反抗期の終り
「兄さん?」
その声に気付き、兄が振り返った。
「なんだい、こんなところで。夏祭りに行っているのじゃなかったのか?」
わたしはその問いに答えるにはあまりにバツが悪く、ただ俯いた。
「そんなところにいないでこっちにおいで。おまえも線香をあげるといい」
兄はそう言って手招き、それに従って兄の横に立った。手渡された線香に火を点けて墓前に供え、手を合わせる。その時にはもう落ち着きを取り戻していた。
「兄さん、何してるの? 祭りには行かないの?」
「夏祭りとは何の為に行うものだと思う?」
こんな兄の問いかけも久しぶりだった。
それくらい話をしていない。
「ひと言で言うのは難しいが、凡そは鎮魂や半年無事に過ごせたことの祝いであることが多い。昔この時期には特に疫病や飢饉など起き易かったからね、そういったこと無く無事に過ごせたことへの感謝と先祖への鎮魂、そしてこれからの無事を祈って祭りを執り行う」
線香の煙と香りが辺りに漂うと、不思議と辺りが清められているような気持ちになった。
「だから本来は先祖や神様への感謝と祈りでね、派手に行えば行うほどその効果も大きくなるのだが……」
騒がしいのは苦手なんだ、と兄は小さく微笑んだ。
「でも、沙耶ちゃんは祭りにいたよ」
「そうだろうね、沙耶はそれでいい」
兄は時折こうして意味深な言葉を選ぶ。こうなるともう何を言っているのか分からない。
「どういうこと?」
兄は黙って線香を足した。
彼女について自分は分かっているという態度が、その時は気に入らなかった。
「ところでお前は何をしていたんだい。墓所の入口とは違う方から来たみたいだが?」
「別に、何もしていない」
ささやかな抵抗を試みる。
「そうか、脚が傷だらけだぞ。山で遊ぶには些か日が落ちすぎているな」
その時になって初めて自分の足が傷だらけだと気がついた。きっと夢中で走るうちに茂みや草で切ったのだろう。こういったのは気付くと急に痛み出す。

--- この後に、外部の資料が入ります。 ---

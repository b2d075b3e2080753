use crate::auth::CurrentUser;
use actix_web::{HttpResponse, Responder};

pub(crate) async fn process(CurrentUser(user): CurrentUser) -> impl Responder {
    HttpResponse::Ok().json(user)
}
//! Account management, restricted to administrators.
//!
//! - `GET /api/users`: every account.
//! - `POST /api/users`: registers an account.
//! - `DELETE /api/users/{id}`: removes an account other than the caller's and
//!   revokes its sessions.

use actix_web::web::{delete, get, post, scope};
use actix_web::Scope;

pub(crate) mod create;
mod list;
mod remove;

const API_PATH: &str = "/api/users";

pub fn configure_routes() -> Scope {
    scope(API_PATH)
        .route("", get().to(list::process))
        .route("", post().to(create::process))
        .route("/{id}", delete().to(remove::process))
}

#[cfg(test)]
mod tests {
    use super::*;
    use crate::test_support::{login, test_state};
    use actix_web::http::StatusCode;
    use actix_web::{test, web, App};
    use common::model::user::User;
    use serde_json::json;

    #[actix_web::test]
    async fn only_admins_manage_accounts() {
        let (state, _dir) = test_state();
        let clerk = login(&state, "clerk", false);
        let app = test::init_service(
            App::new()
                .app_data(web::Data::new(state))
                .service(configure_routes()),
        )
        .await;

        let req = test::TestRequest::get()
            .uri("/api/users")
            .cookie(clerk)
            .to_request();
        let resp = test::call_service(&app, req).await;
        assert_eq!(resp.status(), StatusCode::FORBIDDEN);

        let req = test::TestRequest::get().uri("/api/users").to_request();
        let resp = test::call_service(&app, req).await;
        assert_eq!(resp.status(), StatusCode::UNAUTHORIZED);
    }

    #[actix_web::test]
    async fn admin_creates_and_deletes_accounts() {
        let (state, _dir) = test_state();
        let admin = login(&state, "admin", true);
        let clerk = login(&state, "clerk", false);
        let app = test::init_service(
            App::new()
                .app_data(web::Data::new(state.clone()))
                .service(configure_routes()),
        )
        .await;

        let req = test::TestRequest::post()
            .uri("/api/users")
            .cookie(admin.clone())
            .set_json(json!({"username": "novo", "password": "senha"}))
            .to_request();
        let resp = test::call_service(&app, req).await;
        assert_eq!(resp.status(), StatusCode::CREATED);
        let created: User = test::read_body_json(resp).await;
        assert!(!created.is_admin);

        let req = test::TestRequest::post()
            .uri("/api/users")
            .cookie(admin.clone())
            .set_json(json!({"username": "novo", "password": "outra"}))
            .to_request();
        let resp = test::call_service(&app, req).await;
        assert_eq!(resp.status(), StatusCode::BAD_REQUEST);

        let req = test::TestRequest::get()
            .uri("/api/users")
            .cookie(admin.clone())
            .to_request();
        let all: Vec<User> = test::call_and_read_body_json(&app, req).await;
        assert_eq!(all.len(), 3);
        let admin_id = all.iter().find(|u| u.username == "admin").unwrap().id;
        let clerk_id = all.iter().find(|u| u.username == "clerk").unwrap().id;

        let req = test::TestRequest::delete()
            .uri(&format!("/api/users/{}", admin_id))
            .cookie(admin.clone())
            .to_request();
        let resp = test::call_service(&app, req).await;
        assert_eq!(resp.status(), StatusCode::FORBIDDEN);

        let req = test::TestRequest::delete()
            .uri(&format!("/api/users/{}", clerk_id))
            .cookie(admin)
            .to_request();
        let resp = test::call_service(&app, req).await;
        assert_eq!(resp.status(), StatusCode::OK);
        assert!(state.sessions.get(clerk.value()).is_none());
    }
}
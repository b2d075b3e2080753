use crate::auth::AdminUser;
use crate::db::users;
use crate::error::{AppError, AppResult};
use crate::state::AppState;
use actix_web::{web, HttpResponse};
use common::responses::ActionResponse;
use log::info;

pub(crate) async fn process(
    AdminUser(admin): AdminUser,
    state: web::Data<AppState>,
    id: web::Path<i64>,
) -> AppResult<HttpResponse> {
    let id = id.into_inner();
    if id == admin.id {
        return Err(AppError::Forbidden(
            "You cannot delete your own account".to_string(),
        ));
    }
    let removed = state.store.write(|tx| users::delete(tx, id))?;
    let revoked = state.sessions.remove_user(removed.id);
    info!(
        "User {} deleted by {} ({} session(s) revoked)",
        removed.username, admin.username, revoked
    );
    state.notifier.notify();
    Ok(HttpResponse::Ok().json(ActionResponse::ok(format!(
        "User '{}' deleted",
        removed.username
    ))))
}
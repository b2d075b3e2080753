use super::ReportParser;
use crate::error::{AppError, AppResult};
use common::model::romaneio::{RomaneioHeader, RomaneioProduct, RomaneioRecord};
use log::debug;
use regex::Regex;

/// Customer label used when a block has no `... - VID.` line.
pub const CUSTOMER_NOT_FOUND: &str = "Customer not found";

const HEADER_FIELDS: usize = 9;

/// Layout heuristics for the romaneio report.
#[derive(Debug, Clone)]
pub struct RomaneioParser {
    block_marker: Regex,
    customer: Regex,
    header: Regex,
    field_gap: Regex,
    product_section: Regex,
    product: Regex,
}

fn compile(pattern: &str) -> AppResult<Regex> {
    Regex::new(pattern).map_err(|e| AppError::Internal(format!("Regex error: {}", e)))
}

impl RomaneioParser {
    pub fn new() -> AppResult<Self> {
        Ok(Self {
            block_marker: compile(r"(?i)Pedido\s+Pedido Cli\.")?,
            customer: compile(r"\n([A-Z\s\d\.\-]+-\s*VID\..*?)\n")?,
            header: compile(
                r"(?is)Tipo\s+Funcionário\s+Data Pedido\s+Data Entrega\s+Peso\s+m²\s+Total\n(.*?)\n",
            )?,
            field_gap: compile(r"\s{2,}")?,
            product_section: compile(r"(?is)Cod\s+Produto\s+LarguraxAltura(.*?)Resumo:")?,
            product: compile(r"(?s)(\d{4,})\s+(.*?)\s+OS:(\d+)\s+(\d+x\d+)\s+(\d+)\s+([\d,]+)")?,
        })
    }

    fn customer_name(&self, block: &str) -> String {
        self.customer
            .captures(block)
            .and_then(|caps| caps.get(1))
            .map(|m| m.as_str().trim().to_string())
            .unwrap_or_else(|| CUSTOMER_NOT_FOUND.to_string())
    }

    fn header(&self, block: &str, customer: String) -> Option<RomaneioHeader> {
        let line = self.header.captures(block)?.get(1)?.as_str().trim();
        let values: Vec<&str> = self.field_gap.split(line).collect();
        if values.len() < HEADER_FIELDS {
            debug!(
                "Skipping romaneio block: header has {} field(s)",
                values.len()
            );
            return None;
        }
        Some(RomaneioHeader {
            order_number: values[0].to_string(),
            client_order_ref: values[1].to_string(),
            order_type: values[2].to_string(),
            employee: values[3].to_string(),
            order_date: values[4].to_string(),
            delivery_date: values[5].to_string(),
            weight: values[6].to_string(),
            area: values[7].to_string(),
            total: values[8].to_string(),
            customer,
        })
    }

    fn products(&self, block: &str) -> Vec<RomaneioProduct> {
        let Some(section) = self.product_section.captures(block).and_then(|c| c.get(1)) else {
            return Vec::new();
        };
        self.product
            .captures_iter(section.as_str())
            .map(|caps| RomaneioProduct {
                code: caps[1].trim().to_string(),
                description: caps[2].replace('\n', " ").trim().to_string(),
                os_number: caps[3].trim().to_string(),
                dimensions: caps[4].trim().to_string(),
                quantity: caps[5].trim().to_string(),
                area: caps[6].trim().to_string(),
            })
            .collect()
    }
}

impl ReportParser for RomaneioParser {
    fn parse(&self, text: &str) -> Vec<RomaneioRecord> {
        self.block_marker
            .split(text)
            .skip(1)
            .filter_map(|block| {
                let customer = self.customer_name(block);
                let header = self.header(block, customer)?;
                Some(RomaneioRecord {
                    header,
                    products: self.products(block),
                })
            })
            .collect()
    }
}

#[cfg(test)]
mod tests {
    use super::*;

    const TITLES: &str =
        "Pedido  Pedido Cli.  Tipo  Funcionário  Data Pedido  Data Entrega  Peso  m²  Total\n";

    fn report() -> String {
        let mut text = String::from("ROMANEIO DE ENTREGA\nEmitido em 10/02/2024\n");

        text.push_str(TITLES);
        text.push_str("1001  PC-77  Venda  JOAO  01/02/2024  05/02/2024  120,5  10,25  1.500,00\n");
        text.push_str("CONSTRUTORA ALFA LTDA - VID. 123\n");
        text.push_str("Cod  Produto  LarguraxAltura  Qtde  m²\n");
        text.push_str("1234 VIDRO TEMPERADO 8MM OS:5566 1000x2000 2 4,00\n");
        text.push_str("56789 ESPELHO\nBISOTADO OS:42 500x600 1 0,30\n");
        text.push_str("Resumo: 2 itens\n");

        text.push_str(TITLES);
        text.push_str("1002  PC-78  Venda  JOAO\n");
        text.push_str("VIDRACARIA BETA - VID. 9\n");

        text.push_str(TITLES);
        text.push_str("1003  PC-90  Troca  MARIA  03/02/2024  06/02/2024  8,0  1,00  90,00\n");
        text.push_str("sem cliente\n");
        text
    }

    #[test]
    fn parses_well_formed_blocks_in_order() {
        let records = RomaneioParser::new().unwrap().parse(&report());
        assert_eq!(records.len(), 2);

        let first = &records[0];
        assert_eq!(first.header.order_number, "1001");
        assert_eq!(first.header.client_order_ref, "PC-77");
        assert_eq!(first.header.order_type, "Venda");
        assert_eq!(first.header.delivery_date, "05/02/2024");
        assert_eq!(first.header.total, "1.500,00");
        assert_eq!(first.header.customer, "CONSTRUTORA ALFA LTDA - VID. 123");
        assert_eq!(
            first.products,
            vec![
                RomaneioProduct {
                    code: "1234".to_string(),
                    description: "VIDRO TEMPERADO 8MM".to_string(),
                    os_number: "5566".to_string(),
                    dimensions: "1000x2000".to_string(),
                    quantity: "2".to_string(),
                    area: "4,00".to_string(),
                },
                RomaneioProduct {
                    code: "56789".to_string(),
                    description: "ESPELHO BISOTADO".to_string(),
                    os_number: "42".to_string(),
                    dimensions: "500x600".to_string(),
                    quantity: "1".to_string(),
                    area: "0,30".to_string(),
                },
            ]
        );

        let last = &records[1];
        assert_eq!(last.header.order_number, "1003");
        assert_eq!(last.header.customer, CUSTOMER_NOT_FOUND);
        assert!(last.products.is_empty());
    }

    #[test]
    fn text_without_markers_yields_nothing() {
        let parser = RomaneioParser::new().unwrap();
        assert!(parser.parse("Relatório vazio\nsem pedidos\n").is_empty());
        assert!(parser.parse("").is_empty());
    }

    #[test]
    fn marker_is_case_insensitive() {
        let text = format!(
            "pedido  PEDIDO CLI.  Tipo  Funcionário  Data Pedido  Data Entrega  Peso  m²  Total\n{}",
            "7  X  Venda  ANA  01/01/2024  02/01/2024  1  1  1\n"
        );
        let records = RomaneioParser::new().unwrap().parse(&text);
        assert_eq!(records.len(), 1);
        assert_eq!(records[0].header.order_number, "7");
    }
}
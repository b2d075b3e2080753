use crate::db::{attachments, customers, folded_pattern, non_empty};
use crate::error::{AppError, AppResult};
use chrono::NaiveDateTime;
use common::model::dashboard::DashboardData;
use common::model::entry::{CustomerLink, Entry, EntryKind, EntryStatus};
use common::model::page::{Page, PER_PAGE};
use common::requests::EntryForm;
use rusqlite::types::{ToSql, Type};
use rusqlite::{params, params_from_iter, Connection, OptionalExtension, Row};
use std::collections::BTreeSet;

const SELECT: &str = "SELECT e.id, e.kind, e.order_number, e.registered_at, e.customer_id, c.name, \
     e.customer_name_temp, e.job_site, e.status, e.description, e.notes, e.archived \
     FROM entries e LEFT JOIN customers c ON c.id = e.customer_id";

/// Who the entry is being written for.
#[derive(Debug, Clone, PartialEq)]
pub enum CustomerChoice {
    Registered(i64),
    Temporary(String),
}

/// Validated entry data, ready to be written.
#[derive(Debug, Clone, PartialEq)]
pub struct EntryFields {
    pub kind: EntryKind,
    pub order_number: i64,
    pub status: EntryStatus,
    pub job_site: Option<String>,
    pub description: String,
    pub notes: Option<String>,
    pub customer: CustomerChoice,
}

impl EntryFields {
    /// Validates a submitted form. `auto_number` numbers quotes sent without
    /// one; pass `None` where a number is mandatory.
    pub fn from_form(form: EntryForm, auto_number: Option<i64>) -> AppResult<Self> {
        let kind = form
            .kind
            .ok_or_else(|| AppError::Validation("The entry type is required".to_string()))?;

        let order_number = match non_empty(form.order_number) {
            Some(text) => parse_order_number(&text)?,
            None => match (kind, auto_number) {
                (EntryKind::Quote, Some(number)) => number,
                _ => {
                    return Err(AppError::Validation(
                        "The order number is required".to_string(),
                    ))
                }
            },
        };

        let status = match non_empty(form.status) {
            Some(label) => label
                .parse()
                .map_err(|e: common::model::UnknownLabel| AppError::Validation(e.to_string()))?,
            None => EntryStatus::default(),
        };

        let description = non_empty(form.description)
            .ok_or_else(|| AppError::Validation("The description is required".to_string()))?;

        let customer = match (form.customer_id, non_empty(form.customer_name)) {
            (Some(id), _) => CustomerChoice::Registered(id),
            (None, Some(name)) => CustomerChoice::Temporary(name),
            (None, None) => {
                return Err(AppError::Validation(
                    "Select a registered customer or type a customer name".to_string(),
                ))
            }
        };

        Ok(Self {
            kind,
            order_number,
            status,
            job_site: non_empty(form.job_site),
            description,
            notes: non_empty(form.notes),
            customer,
        })
    }
}
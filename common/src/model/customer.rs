use crate::model::UnknownLabel;
use serde::{Deserialize, Serialize};
use std::fmt;
use std::str::FromStr;

/// Legal nature of a customer: private individual (CPF) or company (CNPJ).
#[derive(Debug, Clone, Copy, PartialEq, Eq, Default, Serialize, Deserialize)]
pub enum PersonKind {
    #[default]
    #[serde(rename = "Física")]
    Individual,
    #[serde(rename = "Jurídica")]
    Company,
}

impl PersonKind {
    pub fn label(&self) -> &'static str {
        match self {
            PersonKind::Individual => "Física",
            PersonKind::Company => "Jurídica",
        }
    }
}

impl fmt::Display for PersonKind {
    fn fmt(&self, f: &mut fmt::Formatter<'_>) -> fmt::Result {
        f.write_str(self.label())
    }
}

impl FromStr for PersonKind {
    type Err = UnknownLabel;

    fn from_str(s: &str) -> Result<Self, Self::Err> {
        match s.trim() {
            "Física" => Ok(PersonKind::Individual),
            "Jurídica" => Ok(PersonKind::Company),
            other => Err(UnknownLabel {
                kind: "person kind",
                value: other.to_string(),
            }),
        }
    }
}

/// A registered customer.
///
/// `customer_number` is a human-facing sequential number, distinct from the
/// row id. `name` is unique ignoring case and `tax_id` (CPF/CNPJ) is unique
/// when present.
#[derive(Debug, Clone, PartialEq, Eq, Serialize, Deserialize)]
pub struct Customer {
    pub id: i64,
    pub customer_number: i64,
    pub name: String,
    pub phone: Option<String>,
    pub person_kind: PersonKind,
    pub tax_id: Option<String>,
    pub referral_source: Option<String>,
    pub street: Option<String>,
    pub street_number: Option<String>,
    pub complement: Option<String>,
    pub district: Option<String>,
    pub city: Option<String>,
    pub state: Option<String>,
    pub postal_code: Option<String>,
    pub notes: Option<String>,
}

/// One autocomplete suggestion for the customer picker.
#[derive(Debug, Clone, PartialEq, Eq, Serialize, Deserialize)]
pub struct CustomerSuggestion {
    pub id: i64,
    pub label: String,
    pub value: String,
}

impl From<&Customer> for CustomerSuggestion {
    fn from(customer: &Customer) -> Self {
        CustomerSuggestion {
            id: customer.id,
            label: format!("{} ({})", customer.name, customer.customer_number),
            value: customer.name.clone(),
        }
    }
}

「べ、別に全然平気だったよ。暗いのなんて慣れてるし」
気持ちを悟られぬように精一杯の強がりで返す。
「怖かっただろう」
兄は真っ直ぐにわたしを見てそう言った。その瞳に蝋燭の灯りが揺らめいて映る。
「だ、だから全然――」
「怖かっただろう?」
じっと見つめてくる兄の目はどこか悲しそうだったが、それ以上に優しさを湛えていた。
そんな瞳に見つめられ、わたしの強がりは何の抵抗も出来ずにあっさりと崩れ去る。
わたしはただ頷いた。頷いてしまうと急に涙が溢れ出した。
「お前は何も悪いことなどしていないというのに。何故こんなにも恐れ、震えなければならないのだろうなぁ」
わたしの手に兄が触れ、初めて自分が震えていることに気付く。震えていることに自分自身驚いた。
「本来、世界は明るいか暗いかの二つしかない。それは見えるか見えないかの違いだ。そして、それは言い換えれば知るか知らぬかの違いでもある。お前が恐れたのは見えぬからだ。見えていれば恐れなど生まれはしなかっただろう。現に今、お前は恐れていない筈だ。それはこの場所が見えているから、そして知っているからだ。
だが、もしこの火が消えたら、お前はきっとまた恐怖に取り憑かれるだろう」
兄はそう言ったが、わたしはそんなことはないと思った。
それはすぐ傍に兄がいるからだ。自分にとっての兄はそれ程の支えなのだとこれほど感じたことは無い。なぜあんなに話すのも見るのも嫌だったのか分からなくなってくる。
「だが、知ることさえ出来たなら、我々は恐れる必要など無くなる。無意味に暗闇や死を恐れることも無くなるだろう。それでこそようやく……」
「兄さん?」
つい呼びかけたのはほんの一瞬、兄が自分の知る兄では無いような気がしたからだ。
「そろそろ帰ろうか、最後に蝋燭を差し替えよう」
蝋燭はかなり小さくなっていた。それを新しいものと取替えて立ち上がった兄はいつもと変わらぬ兄でしかなく、自らの疑念もただの気の迷いに思えた。十も歳が違う兄だ。自分とは全く違って当たり前だ。その大きすぎる兄との距離感を今更ながらに感じたのかもしれない。
この時は、ただその存在に絶対的な信頼感しか感じなくなっていた。
そして、わたしの反抗期は終わりを告げた。